AI did not start this journey. It accelerated it.

I use AI as a bicycle for the mind — a term Steve Jobs used to describe what computers do for human thought. The key insight of that metaphor is that you still have to pedal. A bicycle amplifies your effort; it does not replace your legs. That is exactly how I treat AI: as an amplifier for the thinking I am already doing, never as a substitute for the thinking itself.

What I Believe

Every idea on this site is mine. Every opinion, every synthesis, every connection between concepts — that comes from years of reading, building, failing, and learning again. AI helps me explore the territory faster, but I am the one drawing the map.

I stand with those who see AI as a tool for cognitive transformation, not cognitive outsourcing.
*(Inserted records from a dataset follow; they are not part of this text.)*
use serde::Serialize;

/// A fiat-pegged token. Addresses are carried as opaque strings for
/// display/reference only; nothing here validates or calls them.
#[derive(Debug, Clone, Serialize)]
pub struct Asset {
    pub symbol: String,
    pub name: String,
    pub address: String,
}

impl Asset {
    fn new(symbol: &str, name: &str, address: &str) -> Self {
        Self {
            symbol: symbol.to_string(),
            name: name.to_string(),
            address: address.to_string(),
        }
    }
}

/// Euro stablecoins the engine quotes into. Order matters: it is the
/// enumeration order used by the ranker and the tie-break order for
/// equal quotes.
pub fn builtin_assets() -> Vec<Asset> {
    vec![
        Asset::new("EURC", "EURC (Circle)", "0x1abaea1f7c830bd89acc67ec4af516284b1bc33c"),
        Asset::new("EURS", "Stasis Euro (EURS)", "0xdb25f211ab05b1c97d595516f45794528a807ad8"),
        Asset::new("EURT", "Euro Tether (EURT)", "0xc581b735a1688071a1746c968e0798d642ede491"),
        Asset::new("EURe", "Monerium EUR emoney", "0x3231cb76718cdef2155fc47b5286d82e6eda273f"),
        Asset::new("EURA", "EURA (Angle)", "0x1a7e4e63778b4f12a199c062f3efdd288afcbce8"),
    ]
}

#[cfg(test)]
mod tests {
    use super::*;

    #[test]
    fn test_builtin_assets_unique_symbols() {
        let assets = builtin_assets();
        assert_eq!(assets.len(), 5);

        let mut symbols: Vec<&str> = assets.iter().map(|a| a.symbol.as_str()).collect();
        symbols.sort();
        symbols.dedup();
        assert_eq!(symbols.len(), 5, "asset symbols must be unique keys");
    }

    #[test]
    fn test_builtin_assets_have_addresses() {
        for asset in builtin_assets() {
            assert!(asset.address.starts_with("0x"), "{} missing address", asset.symbol);
            assert!(!asset.name.is_empty());
        }
    }
}
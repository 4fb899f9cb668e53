// src/engine/gas.rs
//
// Network fee model. No RPC: a per-network base cost (USD) scaled by
// the venue's gas multiplier plus bounded jitter. Venues with a zero
// multiplier are gas-free for the trader (a solver settles), so their
// fee is exactly 0.0, not merely small.

use rand::Rng;

use crate::catalog::{Network, Venue};

/// Typical swap cost in USD per network. Unknown networks would get
/// the Ethereum figure; the enum keeps that path unreachable today.
pub fn network_base_cost_usd(network: Network) -> f64 {
    match network {
        Network::Ethereum => 15.0,
        Network::Base => 2.0,
        Network::Polygon => 0.5,
        Network::Gnosis => 0.1,
    }
}

/// Estimated network fee for one swap on `venue`, in USD.
pub fn network_fee_usd<R: Rng>(venue: &Venue, rng: &mut R) -> f64 {
    if venue.gas_multiplier == 0.0 {
        return 0.0;
    }

    let base = network_base_cost_usd(venue.network);
    base * venue.gas_multiplier * (0.8 + rng.gen::<f64>() * 0.4)
}

#[cfg(test)]
mod tests {
    use super::*;
    use crate::catalog::builtin_venues;
    use rand::rngs::StdRng;
    use rand::SeedableRng;

    fn venue(id: &str) -> Venue {
        builtin_venues()
            .into_iter()
            .find(|v| v.id == id)
            .unwrap_or_else(|| panic!("{id} missing from catalog"))
    }

    #[test]
    fn test_gas_free_venue_is_exactly_zero() {
        let cowswap = venue("cowswap");
        let mut rng = StdRng::seed_from_u64(5);

        for _ in 0..20 {
            assert_eq!(network_fee_usd(&cowswap, &mut rng), 0.0);
        }
    }

    #[test]
    fn test_fee_within_jitter_band() {
        let uni = venue("uniswap-v3");
        let mut rng = StdRng::seed_from_u64(17);

        for _ in 0..50 {
            let fee = network_fee_usd(&uni, &mut rng);
            assert!(fee >= 15.0 * 0.8 - 1e-9);
            assert!(fee <= 15.0 * 1.2 + 1e-9);
        }
    }

    #[test]
    fn test_multiplier_scales_fee() {
        let quickswap = venue("quickswap"); // polygon, 0.1x
        let mut rng = StdRng::seed_from_u64(17);

        for _ in 0..50 {
            let fee = network_fee_usd(&quickswap, &mut rng);
            assert!(fee <= 0.5 * 0.1 * 1.2 + 1e-9);
            assert!(fee > 0.0);
        }
    }

    #[test]
    fn test_network_base_costs_ordered() {
        assert!(network_base_cost_usd(Network::Ethereum) > network_base_cost_usd(Network::Base));
        assert!(network_base_cost_usd(Network::Base) > network_base_cost_usd(Network::Polygon));
        assert!(network_base_cost_usd(Network::Polygon) > network_base_cost_usd(Network::Gnosis));
    }
}
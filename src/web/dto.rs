use rocket::serde::{Deserialize, Serialize};

use crate::catalog::{Network, VenueFeature, VenueKind};
use crate::engine::slippage::Confidence;
use crate::rates::RateSource;

#[derive(Deserialize, rocket::FromForm)]
pub struct QuotesQuery {
    pub amount: Option<f64>,
    /// Predicate filter on the ranked list; never changes the ranking.
    pub network: Option<String>,
    pub venue_kind: Option<String>,
}

#[derive(Serialize)]
pub struct QuoteDto {
    pub asset: String,
    pub asset_name: String,
    pub venue_id: String,
    pub venue_name: String,
    pub network: Network,
    pub venue_kind: VenueKind,
    pub features: Vec<VenueFeature>,

    pub input_amount_usd: f64,
    pub fx_rate: f64,

    pub slippage: f64,
    pub has_improvement: bool,
    pub confidence: Confidence,
    pub liquidity_estimate_eur: f64,

    pub network_fee_eur: f64,
    pub offramp_provider: String,
    pub offramp_fee_eur: f64,
    pub total_cost_eur: f64,

    pub final_eur: f64,
}

#[derive(Serialize)]
pub struct QuotesResponse {
    pub timestamp_utc: String,
    pub input_amount_usd: f64,
    pub fx_rate: f64,
    pub rate_source: RateSource,
    pub rate_as_of: String,
    /// `amount * rate` with zero friction, for comparison.
    pub frictionless_eur: f64,
    pub quotes: Vec<QuoteDto>,
}

#[derive(Serialize)]
pub struct ErrorResponse {
    pub error: String,
}
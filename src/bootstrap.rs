use std::sync::RwLock;

use thiserror::Error;

use crate::catalog::{
    assets::builtin_assets, offramps::builtin_offramps, venues::builtin_venues, Asset,
    OffRampProvider, Venue,
};
use crate::config::Config;
use crate::rates::{FxClient, PriceClient, RateSnapshot, RateSource};

#[derive(Debug, Error)]
pub enum CatalogError {
    #[error("venue {0} has an invalid gas multiplier: {1}")]
    InvalidGasMultiplier(String, f64),
    #[error("venue {0} lists unknown asset {1}")]
    UnknownPairAsset(String, String),
    #[error("off-ramp {0} has an invalid fee: {1}")]
    InvalidFee(String, f64),
    #[error("off-ramp {0} has an effective rate out of range: {1}")]
    InvalidEffectiveRate(String, f64),
    #[error("no universal off-ramp provider configured")]
    NoUniversalOffRamp,
}

pub struct AppState {
    pub assets: Vec<Asset>,
    pub venues: Vec<Venue>,
    pub offramps: Vec<OffRampProvider>,

    pub fx_client: FxClient,
    pub price_client: Option<PriceClient>,
    pub rng_seed: Option<u64>,

    rate_cache: RwLock<Option<RateSnapshot>>,
}

impl AppState {
    pub fn new(config: &Config) -> Result<Self, Box<dyn std::error::Error>> {
        let assets = builtin_assets();
        let venues = builtin_venues();
        let offramps = builtin_offramps();
        validate_catalogs(&assets, &venues, &offramps)?;

        let fx_client = FxClient::new(
            config.fx_api_url.clone(),
            config.fx_timeout_secs,
            config.fx_cache_ttl_secs,
        )?;

        let price_client = config
            .price_api_url
            .as_ref()
            .map(|url| PriceClient::new(url.clone(), config.fx_timeout_secs))
            .transpose()?;

        Ok(AppState {
            assets,
            venues,
            offramps,
            fx_client,
            price_client,
            rng_seed: config.rng_seed,
            rate_cache: RwLock::new(None),
        })
    }

    pub fn cached_rate(&self) -> Option<RateSnapshot> {
        self.rate_cache.read().ok().and_then(|guard| guard.clone())
    }

    /// Cache a live snapshot, last-writer-wins by `as_of`: a refresh
    /// that resolved an older rate never clobbers a newer one, and
    /// fallback values are never cached (they would suppress retries
    /// for a full TTL window).
    pub fn store_rate(&self, snapshot: &RateSnapshot) {
        if snapshot.source != RateSource::Live {
            return;
        }
        if let Ok(mut guard) = self.rate_cache.write() {
            let newer = match guard.as_ref() {
                Some(current) => snapshot.as_of > current.as_of,
                None => true,
            };
            if newer {
                *guard = Some(snapshot.clone());
            }
        }
    }
}

fn validate_catalogs(
    assets: &[Asset],
    venues: &[Venue],
    offramps: &[OffRampProvider],
) -> Result<(), CatalogError> {
    for venue in venues {
        if !venue.gas_multiplier.is_finite() || venue.gas_multiplier < 0.0 {
            return Err(CatalogError::InvalidGasMultiplier(
                venue.id.clone(),
                venue.gas_multiplier,
            ));
        }
        for (_, target) in &venue.supported_pairs {
            if !assets.iter().any(|a| &a.symbol == target) {
                return Err(CatalogError::UnknownPairAsset(
                    venue.id.clone(),
                    target.clone(),
                ));
            }
        }
    }

    for provider in offramps {
        if !provider.fee.is_finite() || provider.fee < 0.0 {
            return Err(CatalogError::InvalidFee(provider.name.clone(), provider.fee));
        }
        if !provider.effective_rate.is_finite()
            || provider.effective_rate <= 0.0
            || provider.effective_rate > 1.5
        {
            return Err(CatalogError::InvalidEffectiveRate(
                provider.name.clone(),
                provider.effective_rate,
            ));
        }
    }

    if !offramps.iter().any(|p| p.is_universal()) {
        return Err(CatalogError::NoUniversalOffRamp);
    }

    Ok(())
}

#[cfg(test)]
mod tests {
    use super::*;
    use crate::catalog::{FeeKind, LiquidityProfile, Network, VenueKind};
    use chrono::{Duration, Utc};

    fn test_config() -> Config {
        Config {
            fx_api_url: "http://127.0.0.1:1/latest/USD".to_string(),
            price_api_url: None,
            port: 8000,
            fx_timeout_secs: 1,
            fx_cache_ttl_secs: 3600,
            rng_seed: Some(1),
        }
    }

    #[test]
    fn test_builtin_catalogs_validate() {
        let state = AppState::new(&test_config()).expect("builtin catalogs must validate");
        assert_eq!(state.assets.len(), 5);
        assert!(state.cached_rate().is_none());
    }

    #[test]
    fn test_negative_gas_multiplier_rejected() {
        let venue = Venue {
            id: "bad".into(),
            name: "Bad".into(),
            network: Network::Ethereum,
            kind: VenueKind::Direct,
            class: LiquidityProfile::Concentrated,
            gas_multiplier: -1.0,
            supported_pairs: vec![],
            features: vec![],
        };

        let err = validate_catalogs(&builtin_assets(), &[venue], &builtin_offramps());
        assert!(matches!(err, Err(CatalogError::InvalidGasMultiplier(_, _))));
    }

    #[test]
    fn test_unknown_pair_asset_rejected() {
        let venue = Venue {
            id: "bad".into(),
            name: "Bad".into(),
            network: Network::Ethereum,
            kind: VenueKind::Direct,
            class: LiquidityProfile::Concentrated,
            gas_multiplier: 1.0,
            supported_pairs: vec![("USDC".into(), "EURX".into())],
            features: vec![],
        };

        let err = validate_catalogs(&builtin_assets(), &[venue], &builtin_offramps());
        assert!(matches!(err, Err(CatalogError::UnknownPairAsset(_, _))));
    }

    #[test]
    fn test_missing_universal_offramp_rejected() {
        let only_listed = vec![OffRampProvider {
            name: "Listed".into(),
            fee: 1.0,
            fee_kind: FeeKind::Flat,
            effective_rate: 0.99,
            supported_assets: vec!["EURC".into()],
        }];

        let err = validate_catalogs(&builtin_assets(), &builtin_venues(), &only_listed);
        assert!(matches!(err, Err(CatalogError::NoUniversalOffRamp)));
    }

    #[test]
    fn test_store_rate_newer_wins() {
        let state = AppState::new(&test_config()).expect("Failed to build state");

        let older = RateSnapshot {
            rate: 0.90,
            as_of: Utc::now() - Duration::seconds(60),
            source: RateSource::Live,
        };
        let newer = RateSnapshot {
            rate: 0.93,
            as_of: Utc::now(),
            source: RateSource::Live,
        };

        state.store_rate(&newer);
        state.store_rate(&older); // stale in-flight result, discarded
        let cached = state.cached_rate().expect("snapshot missing");
        assert_eq!(cached.rate, 0.93);
    }

    #[test]
    fn test_store_rate_ignores_fallback() {
        let state = AppState::new(&test_config()).expect("Failed to build state");
        let fallback = RateSnapshot {
            rate: crate::rates::FALLBACK_USD_EUR,
            as_of: Utc::now(),
            source: RateSource::Fallback,
        };

        state.store_rate(&fallback);
        assert!(state.cached_rate().is_none());
    }
}
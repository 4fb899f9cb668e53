pub mod fx_client;
pub mod price_client;

pub use fx_client::{FxClient, RateSnapshot, RateSource, FALLBACK_USD_EUR};
pub use price_client::PriceClient;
Shan Carter and Michael Nielsen drew this distinction brilliantly: a calculator outsources arithmetic, but a spreadsheet transforms how you reason about data. I am not looking for calculators. I am building spreadsheets for thought.

Diagram

How I Use AI

I use AI tools — deliberately without naming vendors, because principles outlast products — in specific ways that serve my learning:

What AI never does: it never writes my opinions. It never decides what matters. It never replaces the struggle of learning something hard, because — as the research shows — cognitive muscles, like physical ones, develop through resistance, not assistance.

My Commitments

  1. I will never let AI speak for me. If text on this site expresses an opinion, it is mine.
  2. I will never let AI think for me. The synthesis, the judgment, the original connections — those are the whole point.
  3. I will use AI as a partner, not as an oracle that ends the exploration. Curiosity is the engine. AI is fuel, not the destination.
  4. I will keep building. The tools at magj.dev exist because I believe we can learn better with better systems. AI is the latest material I am building with — not the architect.
  5. This page will evolve. Technology changes. My practices will adapt. My values will not.

The Point

Justin Bailey put it sharply: “The writing part is no longer the hard part. The thinking part is.” I agree. And I choose the hard part. I choose to be the architect, not just the carpenter. I choose the bicycle, not the self-driving car.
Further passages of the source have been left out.